Almost in response to many criticisms from Protestant sources, which try to put aside Mary’s title of “Mother of God,” the Pope quoted the Biblical origin of this title, “the most ancient and . . . the foundation of all the other titles with which Our Lady is venerated and continues to be invoked generation after generation, in the East and in the West.”
In referring to the Gospel reading in today’s Mass, the Pontiff stressed that the “evangelist Luke repeated several times that Our Lady meditated in silence on these extraordinary events that God involved her in. We also hear him in the brief evangelical passage in today’s liturgy when he says that “Mary kept all these things, reflecting on them in her heart” (Lk, 2:19).

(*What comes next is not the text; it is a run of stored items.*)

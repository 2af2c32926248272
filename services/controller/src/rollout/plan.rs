//! Choosing which old pods to replace in one pass.

use virtops_api::Pod;
use virtops_reconcile::{select_for_replacement, IntOrString, ReconcileError, ReplacementPriority};

/// Old pods to delete this pass, in deletion order.
///
/// `max_unavailable` resolves against `desired` rounding up, never below
/// one. Deleting a not-ready pod does not lower availability, so those go
/// first and are free; ready pods are taken oldest first until the number
/// of unavailable pods would exceed the allowance.
pub fn plan_replacements<'a>(
    max_unavailable: &IntOrString,
    desired: i32,
    ready: i32,
    mut old: Vec<&'a Pod>,
) -> Result<Vec<&'a Pod>, ReconcileError> {
    let allowed = max_unavailable.scaled_value(desired, true)?.max(1);
    let unavailable = (desired - ready).max(0);
    let mut budget = (allowed - unavailable).max(0);

    old.sort_by(|a, b| {
        started(a)
            .cmp(&started(b))
            .then_with(|| a.metadata.name.cmp(&b.metadata.name))
    });
    let ordered = select_for_replacement(old, |p| {
        if p.is_ready() {
            ReplacementPriority::Ready
        } else {
            ReplacementPriority::NotReady
        }
    });

    let mut planned = Vec::new();
    for pod in ordered {
        if !pod.is_ready() {
            planned.push(pod);
        } else if budget > 0 {
            budget -= 1;
            planned.push(pod);
        }
    }
    Ok(planned)
}

fn started(pod: &Pod) -> Option<chrono::DateTime<chrono::Utc>> {
    pod.status.start_time.or(pod.metadata.creation_timestamp)
}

The Greek verb used ‘sumbállousa’ literally means “to put together” and makes one think about a great mystery that one uncovers little by little. The Child crying in the manger, although similar in appearance to all other children in the world, is at the same time completely different. He is the Son of God, he is God, true God and true Man. This mystery—the incarnation of the Word and Mary’s divine maternity—is great and certainly not easy to understand by human intelligence alone.
However, in Mary’s school we can grasp in our heart what the eyes and the mind by themselves can neither perceive nor contain. It is in fact a gift so big that only faith can allow us to grasp it even if we cannot understand everything. And it is in this journey of faith that Mary comes towards us and is both our support and guide. She is mother because she begot Jesus in flesh and blood, because she totally adhered to the will of the Father. Saint Augustine wrote: “Thus also her nearness as a Mother would have been of no profit to Mary, had she not borne Christ in her heart after a more blessed manner than in her flesh” (De sancta Virginitate, 3:3). And in her heart Mary continues to keep, “put together,” the subsequent events that she will witness and participate in until the death on the cross and the resurrection of her Son Jesus.” Mary’s “school” is therefore the path to build the world as a “human family.”
“Dear brothers and sisters,” the Pope said in concluding, “only by preserving in the heart all that we live, putting it together and finding unity in it can we following Mary enter the mystery of a God who out of love made himself man and calls us to follow him on the path of love, love to be translated every day in generous service to our brothers. May the New Year, which we begin today full of confidence, be a time in which we can go forward in that knowledge of the heart which is the wisdom of the Saints.”
At the end of the celebration the Pontiff honoured a statue of the Mother of God as everyone sang an ancient antiphon, Alma Redemptoris Mater.